The opinions stated here are the authors’ own, not necessarily those of past, current, or future employers.
The mentioning of books, tools, websites, and/or products/services are not formal endorsements and the authors have not taken any incentives to mention them.
Recommendations are based on past experiences and not a reflection of future ones.
Artificial Intelligence (AI) is a rapidly developing space and therefore any recommendations, opinions, or examples are based on present knowledge and subject to change.
When using public AI tools, we don’t recommend putting sensitive information into them. You should consult your organization’s policy on their use and always validate the output for accuracy.

Background

Application Security (AppSec) Engineers walk a tightrope. They often need to balance being a jack-of-all-trades for an entire application landscape while still being subject matter experts on a few flagship applications.

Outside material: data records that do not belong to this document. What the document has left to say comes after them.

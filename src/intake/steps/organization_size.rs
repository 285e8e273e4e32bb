use super::{parse_command, pick, Command, StepOption, StepOutcome, StepPrompt};
use crate::intake::domain::OrganizationSize;

/// Third step: organization size.
#[derive(Debug, Clone, Default)]
pub struct OrganizationSizeSelection {
    current: Option<OrganizationSize>,
}

impl OrganizationSizeSelection {
    pub fn new(current: Option<OrganizationSize>) -> Self {
        Self { current }
    }

    pub fn prompt(&self) -> StepPrompt {
        StepPrompt {
            question: "What is the size of your organization?",
            placeholder: None,
            options: OrganizationSize::ALL
                .iter()
                .enumerate()
                .map(|(i, size)| StepOption {
                    key: (i + 1).to_string(),
                    label: size.label().to_string(),
                    selected: self.current == Some(*size),
                })
                .collect(),
            can_go_back: true,
        }
    }

    /// Bare numbers are option numbers; sizes are matched by label. An empty
    /// line keeps the size already chosen.
    pub fn handle_input(&mut self, input: &str) -> StepOutcome<OrganizationSize> {
        match parse_command(input) {
            Some(Command::Quit) => return StepOutcome::Quit,
            Some(Command::Back) => return StepOutcome::Back,
            None => {}
        }

        if input.trim().is_empty() {
            if let Some(current) = self.current {
                return StepOutcome::Submit(current);
            }
        }

        match pick(input, &OrganizationSize::ALL, |size, text| {
            size.label() == text
        }) {
            Some(size) => StepOutcome::Submit(size),
            None => StepOutcome::Invalid("Choose 1-3 or one of: 1-10, 10-100, 100+".to_string()),
        }
    }
}
//! Track, queue and play-mode types owned by the engine.

use serde::{Deserialize, Serialize};
use std::fmt;

/// Stable numeric identity of a track in the catalog.
#[derive(Debug, Clone, Copy, PartialEq, Eq, PartialOrd, Ord, Hash, Serialize, Deserialize)]
#[serde(transparent)]
pub struct TrackId(pub u32);

impl TrackId {
    pub fn new(id: u32) -> Self {
        Self(id)
    }

    pub fn value(&self) -> u32 {
        self.0
    }

    /// File name the catalog stores this track under.
    pub fn file_name(&self) -> String {
        format!("link.{}.mp3", self.0)
    }
}

impl fmt::Display for TrackId {
    fn fmt(&self, f: &mut fmt::Formatter<'_>) -> fmt::Result {
        write!(f, "{}", self.0)
    }
}

impl From<u32> for TrackId {
    fn from(id: u32) -> Self {
        Self(id)
    }
}

/// A playable audio item.
///
/// Only the title ever changes after construction, and only from the
/// placeholder to a real title.
#[derive(Debug, Clone, PartialEq, Serialize, Deserialize)]
pub struct Track {
    pub id: TrackId,
    pub title: String,
    pub filename: String,
    /// Duration in seconds, when the catalog knows it
    #[serde(default)]
    pub duration: Option<f64>,
    #[serde(default)]
    pub is_favorite: bool,
}

impl Track {
    /// Track with the placeholder title and the catalog file name.
    pub fn new(id: impl Into<TrackId>) -> Self {
        let id = id.into();
        Self {
            id,
            title: Self::placeholder_title(id),
            filename: id.file_name(),
            duration: None,
            is_favorite: false,
        }
    }

    pub fn with_title(mut self, title: impl Into<String>) -> Self {
        self.title = title.into();
        self
    }

    pub fn with_duration(mut self, seconds: f64) -> Self {
        self.duration = Some(seconds);
        self
    }

    pub fn placeholder_title(id: TrackId) -> String {
        format!("Track {}", id)
    }

    pub fn has_placeholder_title(&self) -> bool {
        self.title.is_empty() || self.title == Self::placeholder_title(self.id)
    }

    /// Replace the title if `title` is a real one. Returns `true` on change.
    pub fn refine_title(&mut self, title: &str) -> bool {
        let title = title.trim();
        if title.is_empty() || title == Self::placeholder_title(self.id) || title == self.title {
            return false;
        }
        self.title = title.to_string();
        true
    }
}

/// Repeat behaviour.
#[derive(Debug, Clone, Copy, PartialEq, Eq, Hash, Default, Serialize, Deserialize)]
#[serde(rename_all = "lowercase")]
pub enum RepeatMode {
    #[default]
    None,
    All,
    One,
}

impl RepeatMode {
    /// none → all → one → none
    pub fn next(self) -> Self {
        match self {
            RepeatMode::None => RepeatMode::All,
            RepeatMode::All => RepeatMode::One,
            RepeatMode::One => RepeatMode::None,
        }
    }
}

#[derive(Debug, Clone, Copy, PartialEq, Eq, Default, Serialize, Deserialize)]
pub struct PlayMode {
    pub shuffle: bool,
    pub repeat: RepeatMode,
}

impl PlayMode {
    pub fn sequential() -> Self {
        Self::default()
    }

    pub fn shuffled() -> Self {
        Self {
            shuffle: true,
            repeat: RepeatMode::None,
        }
    }

    pub fn with_repeat(mut self, repeat: RepeatMode) -> Self {
        self.repeat = repeat;
        self
    }
}

/// Closed range of track ids playback is constrained to.
#[derive(Debug, Clone, Copy, PartialEq, Eq, Serialize, Deserialize)]
pub struct TrackRange {
    pub start: u32,
    pub end: u32,
}

impl TrackRange {
    /// Bounds are swapped if given in reverse.
    pub fn new(start: u32, end: u32) -> Self {
        Self {
            start: start.min(end),
            end: start.max(end),
        }
    }

    pub fn contains(&self, id: TrackId) -> bool {
        (self.start..=self.end).contains(&id.0)
    }
}

/// Ordered working set plus a cursor.
#[derive(Debug, Clone, Default, PartialEq)]
pub struct Queue {
    tracks: Vec<Track>,
    index: usize,
}

impl Queue {
    pub fn new(tracks: Vec<Track>) -> Self {
        Self { tracks, index: 0 }
    }

    pub fn replace(&mut self, tracks: Vec<Track>) {
        self.tracks = tracks;
        self.index = 0;
    }

    pub fn tracks(&self) -> &[Track] {
        &self.tracks
    }

    pub fn index(&self) -> usize {
        self.index
    }

    pub fn len(&self) -> usize {
        self.tracks.len()
    }

    pub fn is_empty(&self) -> bool {
        self.tracks.is_empty()
    }

    pub fn current(&self) -> Option<&Track> {
        self.tracks.get(self.index)
    }

    pub fn get(&self, index: usize) -> Option<&Track> {
        self.tracks.get(index)
    }

    pub fn position_of(&self, id: TrackId) -> Option<usize> {
        self.tracks.iter().position(|t| t.id == id)
    }

    /// Move the cursor. Out-of-range indices are ignored.
    pub fn set_index(&mut self, index: usize) -> bool {
        if index < self.tracks.len() {
            self.index = index;
            true
        } else {
            false
        }
    }

    pub fn update_title(&mut self, id: TrackId, title: &str) -> bool {
        let mut changed = false;
        for track in self.tracks.iter_mut().filter(|t| t.id == id) {
            changed |= track.refine_title(title);
        }
        changed
    }
}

This means they need to intricately understand individual codebases for specific business applications -and- how those components interact with the general environment such as central Authentication and Authorization services.

This leads to a large sprawl of code and various interfaces for which an AppSec Engineer must know the behavior in order to begin shaping a security policy or threat models around. Coupling this with changes to code happening asynchronously, it becomes easy for a basic dependency to change, or a large part of the project to change, or both at the same time. This can inevitably introduce undetected and critical vulnerabilities.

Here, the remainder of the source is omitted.